Listed records START
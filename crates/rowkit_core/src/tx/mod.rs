//! Transactions and their per-transaction statement cache.
//!
//! # Responsibility
//! - Own one live connection for a unit of work.
//! - Memoize one statement handle per (role, SQL text) and accumulate batches.
//! - Release statements and the connection exactly once on every exit path.
//!
//! # Invariants
//! - A transaction is confined to the caller that opened it; nothing in the
//!   crate stores a "current" transaction.
//! - Handles are invalid once their transaction has ended.
//! - Dropping an active transaction rolls it back.

use crate::db::DbError;
use std::error::Error;
use std::fmt::{Display, Formatter};
use uuid::Uuid;

mod cache;
mod manager;
mod transaction;

pub use cache::{StatementHandle, StatementRole};
pub use manager::TransactionManager;
pub use transaction::{BatchReport, Transaction, TransactionMode, TransactionState};

/// Identity of one transaction, stamped into every handle it returns.
pub type TransactionId = Uuid;

pub type TxResult<T> = Result<T, TxError>;

#[derive(Debug)]
pub enum TxError {
    /// Connection could not be acquired.
    Db(DbError),
    Begin(rusqlite::Error),
    Commit(rusqlite::Error),
    Rollback(rusqlite::Error),
    /// Transaction already committed, rolled back or closed.
    Closed {
        id: TransactionId,
        state: TransactionState,
    },
    /// Write statement requested on a read-only transaction.
    ReadOnly {
        sql: String,
    },
    /// Handle issued by another transaction.
    ForeignHandle {
        expected: TransactionId,
        actual: TransactionId,
    },
    UnknownHandle {
        slot: usize,
    },
    /// Handle used for an operation its role does not allow.
    RoleMismatch {
        sql: String,
        expected: StatementRole,
        actual: StatementRole,
    },
    /// `execute` called on a handle registered as neither insert nor update.
    NotExecutable {
        sql: String,
        role: StatementRole,
    },
    /// The underlying prepare/execute/fetch call failed.
    Execution {
        sql: String,
        source: rusqlite::Error,
    },
}

impl TxError {
    pub(crate) fn execution(sql: &str, source: rusqlite::Error) -> Self {
        Self::Execution {
            sql: sql.to_string(),
            source,
        }
    }
}

impl Display for TxError {
    fn fmt(&self, f: &mut Formatter<'_>) -> std::fmt::Result {
        match self {
            Self::Db(err) => write!(f, "cannot acquire connection: {err}"),
            Self::Begin(err) => write!(f, "failed to begin transaction: {err}"),
            Self::Commit(err) => write!(f, "failed to commit transaction: {err}"),
            Self::Rollback(err) => write!(f, "failed to roll back transaction: {err}"),
            Self::Closed { id, state } => write!(f, "transaction {id} is closed ({state})"),
            Self::ReadOnly { sql } => {
                write!(f, "write statement on read-only transaction: {sql}")
            }
            Self::ForeignHandle { expected, actual } => write!(
                f,
                "statement handle belongs to transaction {actual}, not {expected}"
            ),
            Self::UnknownHandle { slot } => write!(f, "unknown statement handle slot {slot}"),
            Self::RoleMismatch {
                sql,
                expected,
                actual,
            } => write!(
                f,
                "statement registered as {actual} used as {expected}: {sql}"
            ),
            Self::NotExecutable { sql, role } => write!(
                f,
                "statement registered as {role} cannot be executed directly: {sql}"
            ),
            Self::Execution { sql, source } => write!(f, "execution failed for `{sql}`: {source}"),
        }
    }
}

impl Error for TxError {
    fn source(&self) -> Option<&(dyn Error + 'static)> {
        match self {
            Self::Db(err) => Some(err),
            Self::Begin(err) | Self::Commit(err) | Self::Rollback(err) => Some(err),
            Self::Execution { source, .. } => Some(source),
            Self::Closed { .. }
            | Self::ReadOnly { .. }
            | Self::ForeignHandle { .. }
            | Self::UnknownHandle { .. }
            | Self::RoleMismatch { .. }
            | Self::NotExecutable { .. } => None,
        }
    }
}

impl From<DbError> for TxError {
    fn from(value: DbError) -> Self {
        Self::Db(value)
    }
}
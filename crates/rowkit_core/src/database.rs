//! Database handle tying descriptors, memoized SQL and transactions together.
//!
//! # Responsibility
//! - Own the ingested [`Module`] and the [`TransactionManager`].
//! - Resolve which schema qualifies each table.
//! - Build each entity's [`EntitySql`] once and share it read-only.
//!
//! # Invariants
//! - A `Database` is immutable after construction and safe to share
//!   across threads; transactions opened from it are not.

use crate::builder::EntitySql;
use crate::config::DatabaseConfig;
use crate::db::{ConnectionFactory, DbResult, SqliteConnectionFactory};
use crate::model::entity::EntityDescriptor;
use crate::model::module::Module;
use crate::model::table::Table;
use crate::repo::{RepoError, RepoResult};
use crate::tx::TransactionManager;
use log::info;
use once_cell::sync::OnceCell;
use std::collections::HashMap;
use std::sync::Arc;

/// Schema qualifying `table` inside `module`: `schema_override` wins, then
/// the table's own schema, then the module default.
pub fn resolve_schema<'a>(
    schema_override: Option<&'a str>,
    table: &'a Table,
    module: &'a Module,
) -> Option<&'a str> {
    schema_override
        .or_else(|| table.schema())
        .or_else(|| module.schema())
}

pub struct Database {
    module: Module,
    schema_override: Option<String>,
    transactions: TransactionManager,
    statements: HashMap<String, OnceCell<EntitySql>>,
}

impl Database {
    /// Opens a SQLite-backed database described by `config`.
    ///
    /// Connections are opened lazily, one per transaction.
    pub fn open(config: DatabaseConfig, module: Module) -> DbResult<Self> {
        let schema_override = config.schema.clone();
        let factory = SqliteConnectionFactory::new(config)?;
        Ok(Self::with_factory(factory, module, schema_override))
    }

    /// Builds a database over any connection factory.
    pub fn with_factory(
        factory: impl ConnectionFactory + 'static,
        module: Module,
        schema_override: Option<String>,
    ) -> Self {
        let statements = module
            .entities()
            .map(|entity| (entity.name().to_string(), OnceCell::new()))
            .collect();

        info!(
            "event=database_init module=database status=ok module_name={} entities={}",
            module.name(),
            module.len()
        );
        Self {
            module,
            schema_override,
            transactions: TransactionManager::new(factory),
            statements,
        }
    }

    pub fn module(&self) -> &Module {
        &self.module
    }

    pub fn transaction_manager(&self) -> &TransactionManager {
        &self.transactions
    }

    pub fn descriptor(&self, entity: &str) -> RepoResult<&Arc<EntityDescriptor>> {
        self.module
            .entity(entity)
            .ok_or_else(|| RepoError::UnknownEntity(entity.to_string()))
    }

    /// Schema used to qualify `table`: the configured override, then the
    /// table's own schema, then the module default.
    pub fn schema_for<'a>(&'a self, table: &'a Table) -> Option<&'a str> {
        resolve_schema(self.schema_override.as_deref(), table, &self.module)
    }

    /// Memoized statement set for `entity`, built on first request.
    pub fn statements(&self, entity: &str) -> RepoResult<&EntitySql> {
        let descriptor = self.descriptor(entity)?;
        let cell = self
            .statements
            .get(entity)
            .ok_or_else(|| RepoError::UnknownEntity(entity.to_string()))?;
        let sql = cell.get_or_try_init(|| {
            EntitySql::build(descriptor, self.schema_for(descriptor.table()))
        })?;
        Ok(sql)
    }
}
Listed records END
## Task objective
Write out all the records above one more time, exactly.

## Solution
filename crates/rowkit_core/src/tx/mod.rs
//! Transactions and their per-transaction statement cache.
//!
//! # Responsibility
//! - Own one live connection for a unit of work.
//! - Memoize one statement handle per (role, SQL text) and accumulate batches.
//! - Release statements and the connection exactly once on every exit path.
//!
//! # Invariants
//! - A transaction is confined to the caller that opened it; nothing in the
//!   crate stores a "current" transaction.
//! - Handles are invalid once their transaction has ended.
//! - Dropping an active transaction rolls it back.

use crate::db::DbError;
use std::error::Error;
use std::fmt::{Display, Formatter};
use uuid::Uuid;

mod cache;
mod manager;
mod transaction;

pub use cache::{StatementHandle, StatementRole};
pub use manager::TransactionManager;
pub use transaction::{BatchReport, Transaction, TransactionMode, TransactionState};

/// Identity of one transaction, stamped into every handle it returns.
pub type TransactionId = Uuid;

pub type TxResult<T> = Result<T, TxError>;

#[derive(Debug)]
pub enum TxError {
    /// Connection could not be acquired.
    Db(DbError),
    Begin(rusqlite::Error),
    Commit(rusqlite::Error),
    Rollback(rusqlite::Error),
    /// Transaction already committed, rolled back or closed.
    Closed {
        id: TransactionId,
        state: TransactionState,
    },
    /// Write statement requested on a read-only transaction.
    ReadOnly {
        sql: String,
    },
    /// Handle issued by another transaction.
    ForeignHandle {
        expected: TransactionId,
        actual: TransactionId,
    },
    UnknownHandle {
        slot: usize,
    },
    /// Handle used for an operation its role does not allow.
    RoleMismatch {
        sql: String,
        expected: StatementRole,
        actual: StatementRole,
    },
    /// `execute` called on a handle registered as neither insert nor update.
    NotExecutable {
        sql: String,
        role: StatementRole,
    },
    /// The underlying prepare/execute/fetch call failed.
    Execution {
        sql: String,
        source: rusqlite::Error,
    },
}

impl TxError {
    pub(crate) fn execution(sql: &str, source: rusqlite::Error) -> Self {
        Self::Execution {
            sql: sql.to_string(),
            source,
        }
    }
}

impl Display for TxError {
    fn fmt(&self, f: &mut Formatter<'_>) -> std::fmt::Result {
        match self {
            Self::Db(err) => write!(f, "cannot acquire connection: {err}"),
            Self::Begin(err) => write!(f, "failed to begin transaction: {err}"),
            Self::Commit(err) => write!(f, "failed to commit transaction: {err}"),
            Self::Rollback(err) => write!(f, "failed to roll back transaction: {err}"),
            Self::Closed { id, state } => write!(f, "transaction {id} is closed ({state})"),
            Self::ReadOnly { sql } => {
                write!(f, "write statement on read-only transaction: {sql}")
            }
            Self::ForeignHandle { expected, actual } => write!(
                f,
                "statement handle belongs to transaction {actual}, not {expected}"
            ),
            Self::UnknownHandle { slot } => write!(f, "unknown statement handle slot {slot}"),
            Self::RoleMismatch {
                sql,
                expected,
                actual,
            } => write!(
                f,
                "statement registered as {actual} used as {expected}: {sql}"
            ),
            Self::NotExecutable { sql, role } => write!(
                f,
                "statement registered as {role} cannot be executed directly: {sql}"
            ),
            Self::Execution { sql, source } => write!(f, "execution failed for `{sql}`: {source}"),
        }
    }
}

impl Error for TxError {
    fn source(&self) -> Option<&(dyn Error + 'static)> {
        match self {
            Self::Db(err) => Some(err),
            Self::Begin(err) | Self::Commit(err) | Self::Rollback(err) => Some(err),
            Self::Execution { source, .. } => Some(source),
            Self::Closed { .. }
            | Self::ReadOnly { .. }
            | Self::ForeignHandle { .. }
            | Self::UnknownHandle { .. }
            | Self::RoleMismatch { .. }
            | Self::NotExecutable { .. } => None,
        }
    }
}

impl From<DbError> for TxError {
    fn from(value: DbError) -> Self {
        Self::Db(value)
    }
}
filename crates/rowkit_core/src/database.rs
//! Database handle tying descriptors, memoized SQL and transactions together.
//!
//! # Responsibility
//! - Own the ingested [`Module`] and the [`TransactionManager`].
//! - Resolve which schema qualifies each table.
//! - Build each entity's [`EntitySql`] once and share it read-only.
//!
//! # Invariants
//! - A `Database` is immutable after construction and safe to share
//!   across threads; transactions opened from it are not.

use crate::builder::EntitySql;
use crate::config::DatabaseConfig;
use crate::db::{ConnectionFactory, DbResult, SqliteConnectionFactory};
use crate::model::entity::EntityDescriptor;
use crate::model::module::Module;
use crate::model::table::Table;
use crate::repo::{RepoError, RepoResult};
use crate::tx::TransactionManager;
use log::info;
use once_cell::sync::OnceCell;
use std::collections::HashMap;
use std::sync::Arc;

/// Schema qualifying `table` inside `module`: `schema_override` wins, then
/// the table's own schema, then the module default.
pub fn resolve_schema<'a>(
    schema_override: Option<&'a str>,
    table: &'a Table,
    module: &'a Module,
) -> Option<&'a str> {
    schema_override
        .or_else(|| table.schema())
        .or_else(|| module.schema())
}

pub struct Database {
    module: Module,
    schema_override: Option<String>,
    transactions: TransactionManager,
    statements: HashMap<String, OnceCell<EntitySql>>,
}

impl Database {
    /// Opens a SQLite-backed database described by `config`.
    ///
    /// Connections are opened lazily, one per transaction.
    pub fn open(config: DatabaseConfig, module: Module) -> DbResult<Self> {
        let schema_override = config.schema.clone();
        let factory = SqliteConnectionFactory::new(config)?;
        Ok(Self::with_factory(factory, module, schema_override))
    }

    /// Builds a database over any connection factory.
    pub fn with_factory(
        factory: impl ConnectionFactory + 'static,
        module: Module,
        schema_override: Option<String>,
    ) -> Self {
        let statements = module
            .entities()
            .map(|entity| (entity.name().to_string(), OnceCell::new()))
            .collect();

        info!(
            "event=database_init module=database status=ok module_name={} entities={}",
            module.name(),
            module.len()
        );
        Self {
            module,
            schema_override,
            transactions: TransactionManager::new(factory),
            statements,
        }
    }

    pub fn module(&self) -> &Module {
        &self.module
    }

    pub fn transaction_manager(&self) -> &TransactionManager {
        &self.transactions
    }

    pub fn descriptor(&self, entity: &str) -> RepoResult<&Arc<EntityDescriptor>> {
        self.module
            .entity(entity)
            .ok_or_else(|| RepoError::UnknownEntity(entity.to_string()))
    }

    /// Schema used to qualify `table`: the configured override, then the
    /// table's own schema, then the module default.
    pub fn schema_for<'a>(&'a self, table: &'a Table) -> Option<&'a str> {
        resolve_schema(self.schema_override.as_deref(), table, &self.module)
    }

    /// Memoized statement set for `entity`, built on first request.
    pub fn statements(&self, entity: &str) -> RepoResult<&EntitySql> {
        let descriptor = self.descriptor(entity)?;
        let cell = self
            .statements
            .get(entity)
            .ok_or_else(|| RepoError::UnknownEntity(entity.to_string()))?;
        let sql = cell.get_or_try_init(|| {
            EntitySql::build(descriptor, self.schema_for(descriptor.table()))
        })?;
        Ok(sql)
    }
}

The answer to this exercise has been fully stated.